U.S. Scanners Present Skin Cancer Risk: MDs

Technology not permitted in Canada


Postmedia News; Agence France-Presse — U .S. scientists warned Friday that the full-body, graphic-image X-ray scanners that are being used to screen passengers at airports around that country may be unsafe, raising concerns for Canadians travelling south of the border.

“They say the risk is minimal, but statistically someone is going to get skin cancer from these X-rays,” said Dr. Michael Love, who runs an X-ray lab at the department of biophysics and biophysical chemistry at Johns Hopkins University School of medicine.

“No exposure to X-ray is considered beneficial.

“We know X-rays are hazardous, but we have a situation at the airports where people are so eager to fly that they will risk their lives in this manner,” he said.

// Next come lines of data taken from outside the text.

//! Multi-trial benchmark loop with survivor pruning.

use crate::executor::{TrialExecutor, TrialRequest};
use crate::prune::{count_alive, mark_survivors};
use crate::report::{PassSummary, ReportSink};
use crate::stats::TrialStat;
use anyhow::Result;
use gemmtune_kernels::config::{Configuration, ProblemShape};
use gemmtune_kernels::matmul::MatmulKernelFamily;
use tracing::{debug, info, warn};

#[derive(Debug, Clone, Copy, PartialEq, Eq)]
pub struct BenchOptions {
    /// Number of trial rounds, warm-up round included.
    pub trials: usize,
    /// Survivors kept after each round; `None` disables pruning.
    pub top_n: Option<usize>,
    pub transfer_to_device: bool,
    pub transfer_from_device: bool,
    pub paranoid_check: bool,
    pub verbose: bool,
}

impl Default for BenchOptions {
    fn default() -> Self {
        Self {
            trials: 1,
            top_n: None,
            transfer_to_device: false,
            transfer_from_device: false,
            paranoid_check: false,
            verbose: false,
        }
    }
}

impl BenchOptions {
    fn request(&self, round: usize) -> TrialRequest {
        TrialRequest {
            round,
            warmup: round == 0,
            transfer_to_device: self.transfer_to_device,
            transfer_from_device: self.transfer_from_device,
            paranoid_check: self.paranoid_check,
            verbose: self.verbose,
        }
    }
}

pub struct BenchmarkOrchestrator<'a> {
    executor: &'a mut dyn TrialExecutor,
    sink: &'a mut dyn ReportSink,
    options: BenchOptions,
}

impl<'a> BenchmarkOrchestrator<'a> {
    pub fn new(
        executor: &'a mut dyn TrialExecutor,
        sink: &'a mut dyn ReportSink,
        options: BenchOptions,
    ) -> Self {
        Self {
            executor,
            sink,
            options,
        }
    }

    /// Benchmark `candidates` for the configured number of rounds.
    ///
    /// Every round runs the alive candidates in enumeration order. A failed
    /// trial marks its candidate as not ok and the round carries on. The
    /// returned summary's `good_kernel_count` counts candidates that are
    /// still alive and never failed.
    pub fn run_pass(
        &mut self,
        label: &str,
        family: &dyn MatmulKernelFamily,
        shape: ProblemShape,
        candidates: Vec<Configuration>,
    ) -> Result<PassSummary> {
        let mut stats = vec![TrialStat::new(); candidates.len()];
        self.sink.pass_started(label, candidates.len())?;
        info!(
            pass = label,
            candidates = candidates.len(),
            trials = self.options.trials,
            top_n = ?self.options.top_n,
            "starting benchmark pass"
        );

        for round in 0..self.options.trials {
            let request = self.options.request(round);

            for (index, (config, stat)) in candidates.iter().zip(stats.iter_mut()).enumerate() {
                if !stat.alive {
                    continue;
                }
                match self.executor.execute(config, &request) {
                    Ok(outcome) => {
                        debug!(
                            round,
                            index,
                            config = %config,
                            elapsed_us = outcome.elapsed_us,
                            ok = outcome.ok,
                            "trial finished"
                        );
                        stat.record(&outcome);
                    }
                    Err(err) => {
                        warn!(round, index, config = %config, error = %err, "trial failed");
                        stat.record_failure();
                    }
                }
            }

            let alive = match self.options.top_n {
                Some(top_n) => mark_survivors(top_n, &mut stats),
                None => count_alive(&stats),
            };
            debug!(round, alive, "round complete");
            self.sink.round_finished(round, alive)?;
        }

        let summary = PassSummary::new(
            label,
            family,
            shape,
            self.options.trials,
            candidates,
            stats,
        );
        info!(
            pass = label,
            good_kernels = summary.good_kernel_count,
            "benchmark pass complete"
        );
        self.sink.pass_finished(&summary)?;
        Ok(summary)
    }
}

The possible health dangers posed by the U.S. scanners add to passengers and airline crews’ concerns about the devices, which have been dubbed “naked” scanners because of the graphic image they give of a person’s body, genitalia and all.

Despite the concerns the warning raises for Canadians travelling through U.S. airports, authorities in this country say scanners used at airports here rely on different technology that doesn’t pose a health risk to travellers.

According to the Canadian Air Transport Security Authority, full-body X-ray scanner technology used in the U.S. is not permitted in Canada.

While 36 full-body scanners are in use at 16 Canadian airports, spokesman Mathieu Larocque said they use “millimetre wave technology” which projects low-level radio frequency energy “over and around the passengers’ bodies.

“The RF wave is reflected back from the body and from objects concealed on the body, producing a three-dimensional image,” he said.

According to Health Canada, this technology poses no risk to humans.